The opening of the Meyer and Renee Luskin Conference Center came with a proclamation from Chancellor Gene Block: The center would “serve our Bruin Community with distinction.” Nine months and $3.7 million in losses later, the promised benefits for students are almost nonexistent.

This is the center’s first year in operation, so the monetary losses aren’t surprising. But they are troubling, especially considering the occupancy numbers for the past fiscal year revealed that barely any of the bookings for rooms came from students.

If UCLA really wants to serve the entire Bruin community, it should implement a hotel management program at the undergraduate or graduate level that would use Luskin’s existing facilities to provide a formal academic program for students interested in hospitality or hotel services as a career.
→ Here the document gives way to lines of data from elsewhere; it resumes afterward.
//! Configuration schema types
//!
//! This module defines the configuration structure for the registry.

use serde::{Deserialize, Serialize};

/// Store backend selection
#[derive(Debug, Clone, Copy, PartialEq, Eq, Serialize, Deserialize, Default)]
#[serde(rename_all = "lowercase")]
pub enum StoreBackend {
    /// Single JSON document on disk
    #[default]
    Json,
    /// In-process table, lost on restart
    Memory,
}

/// Main registry configuration
///
/// This is the root configuration structure that maps to the TOML file.
/// Every section is optional and falls back to its defaults.
#[derive(Debug, Clone, Default, Serialize, Deserialize)]
pub struct RegistryConfig {
    /// Application-level settings
    #[serde(default)]
    pub application: ApplicationConfig,

    /// HTTP server settings
    #[serde(default)]
    pub server: ServerConfig,

    /// Persistence store settings
    #[serde(default)]
    pub store: StoreConfig,

    /// Logging configuration
    #[serde(default)]
    pub logging: LoggingConfig,
}

impl RegistryConfig {
    /// Validates the configuration
    ///
    /// # Errors
    ///
    /// Returns an error if any configuration values are invalid
    pub fn validate(&self) -> Result<(), String> {
        self.application.validate()?;
        self.server.validate()?;
        self.store.validate()?;
        self.logging.validate()?;
        Ok(())
    }
}

/// Application-level configuration
#[derive(Debug, Clone, Serialize, Deserialize)]
pub struct ApplicationConfig {
    /// Log level (trace, debug, info, warn, error)
    #[serde(default = "default_log_level")]
    pub log_level: String,
}

impl ApplicationConfig {
    fn validate(&self) -> Result<(), String> {
        let valid_levels = ["trace", "debug", "info", "warn", "error"];
        if !valid_levels.contains(&self.log_level.as_str()) {
            return Err(format!(
                "Invalid log_level '{}'. Must be one of: {}",
                self.log_level,
                valid_levels.join(", ")
            ));
        }
        Ok(())
    }
}

impl Default for ApplicationConfig {
    fn default() -> Self {
        Self {
            log_level: default_log_level(),
        }
    }
}

/// HTTP server configuration
#[derive(Debug, Clone, Serialize, Deserialize)]
pub struct ServerConfig {
    /// Interface to bind
    #[serde(default = "default_host")]
    pub host: String,

    /// TCP port to bind
    #[serde(default = "default_port")]
    pub port: u16,

    /// Maximum time to wait for in-flight requests after a shutdown signal
    #[serde(default = "default_shutdown_timeout_secs")]
    pub shutdown_timeout_secs: u64,
}

impl ServerConfig {
    fn validate(&self) -> Result<(), String> {
        if self.host.trim().is_empty() {
            return Err("server.host cannot be empty".to_string());
        }

        if self.port == 0 {
            return Err("server.port must be between 1 and 65535".to_string());
        }

        if self.shutdown_timeout_secs == 0 || self.shutdown_timeout_secs > 300 {
            return Err(format!(
                "server.shutdown_timeout_secs must be between 1 and 300, got {}",
                self.shutdown_timeout_secs
            ));
        }

        Ok(())
    }

    /// `host:port` string suitable for binding
    pub fn bind_address(&self) -> String {
        format!("{}:{}", self.host, self.port)
    }
}

impl Default for ServerConfig {
    fn default() -> Self {
        Self {
            host: default_host(),
            port: default_port(),
            shutdown_timeout_secs: default_shutdown_timeout_secs(),
        }
    }
}

/// Persistence store configuration
#[derive(Debug, Clone, Serialize, Deserialize)]
pub struct StoreConfig {
    /// Backend (json or memory)
    #[serde(default)]
    pub backend: StoreBackend,

    /// Path of the JSON document (json backend only)
    #[serde(default = "default_store_path")]
    pub path: String,

    /// Write indented JSON
    #[serde(default)]
    pub pretty: bool,
}

impl StoreConfig {
    fn validate(&self) -> Result<(), String> {
        if self.backend == StoreBackend::Json && self.path.trim().is_empty() {
            return Err("store.path cannot be empty when backend = 'json'".to_string());
        }
        Ok(())
    }
}

impl Default for StoreConfig {
    fn default() -> Self {
        Self {
            backend: StoreBackend::default(),
            path: default_store_path(),
            pretty: false,
        }
    }
}

/// Logging configuration
#[derive(Debug, Clone, Serialize, Deserialize)]
pub struct LoggingConfig {
    /// Enable local file logging
    #[serde(default)]
    pub local_enabled: bool,

    /// Local log directory
    #[serde(default = "default_local_path")]
    pub local_path: String,

    /// Log rotation strategy
    #[serde(default = "default_local_rotation")]
    pub local_rotation: String,
}

impl LoggingConfig {
    fn validate(&self) -> Result<(), String> {
        let valid_rotations = ["daily", "hourly", "never"];
        if !valid_rotations.contains(&self.local_rotation.as_str()) {
            return Err(format!(
                "Invalid logging.local_rotation '{}'. Must be one of: {}",
                self.local_rotation,
                valid_rotations.join(", ")
            ));
        }

        if self.local_enabled && self.local_path.trim().is_empty() {
            return Err("logging.local_path cannot be empty when local_enabled = true".to_string());
        }

        Ok(())
    }
}

impl Default for LoggingConfig {
    fn default() -> Self {
        Self {
            local_enabled: false,
            local_path: default_local_path(),
            local_rotation: default_local_rotation(),
        }
    }
}

// Default value functions
fn default_log_level() -> String {
    "info".to_string()
}

fn default_host() -> String {
    "127.0.0.1".to_string()
}

fn default_port() -> u16 {
    8000
}

fn default_shutdown_timeout_secs() -> u64 {
    30
}

fn default_store_path() -> String {
    "patients.json".to_string()
}

fn default_local_path() -> String {
    "./logs".to_string()
}

fn default_local_rotation() -> String {
    "daily".to_string()
}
Students would get hands-on experience learning to run a multimillion-dollar facility that hosts marquee events and accommodates hundreds of guests daily. Furthermore, UCLA’s location in a city with a bustling tourism industry would allow many students to take their skills into lucrative job opportunities.

Hotel management courses are not common at the undergraduate level, but they do exist in several prestigious universities across the nation, providing practical skills for students interested in careers in real estate, entrepreneurship and customer service.

For example, Cornell University provides undergraduate and graduate programs in hotel administration, giving students specialized business skills in hospitality management. A full-scale hotel in the center of the Ithaca, New York, campus serves as a training ground for hundreds of students from Cornell’s School of Hotel Administration.

Granted, UCLA did not borrow $112 million and build the conference center simply to train students in hotel management. Its primary purpose, of course, is to host conferences and provide lodgings for guests.

However, the university has an obligation to ensure that its facilities and investments directly benefit students in multifaceted ways. Thus far, with only 40 percent of Luskin’s conferences being UCLA-related, the center largely fails in that regard.

In order to make this hotel management program a reality, the conference center could partner with existing departments and schools, like the Anderson School of Management and School of Law, to create an interdisciplinary curriculum. The program could imitate other interdisciplinary majors on campus like the entrepreneurship minor, giving students interested in property management a chance to explore those pursuits.

In addition, given its current financial losses, a hotel management program could help make up for the center’s financial difficulties by making UCLA stand out with its program offerings and helping improve its rankings, thus incentivizing more people to book rooms and events there.

The Luskin Conference Center has so far had a mixed record on its ability to attract customers. Therefore, by adding an academic purpose to its mission and providing courses in hotel management, the center could more closely align itself with what an elite public university is meant to do: Educate students.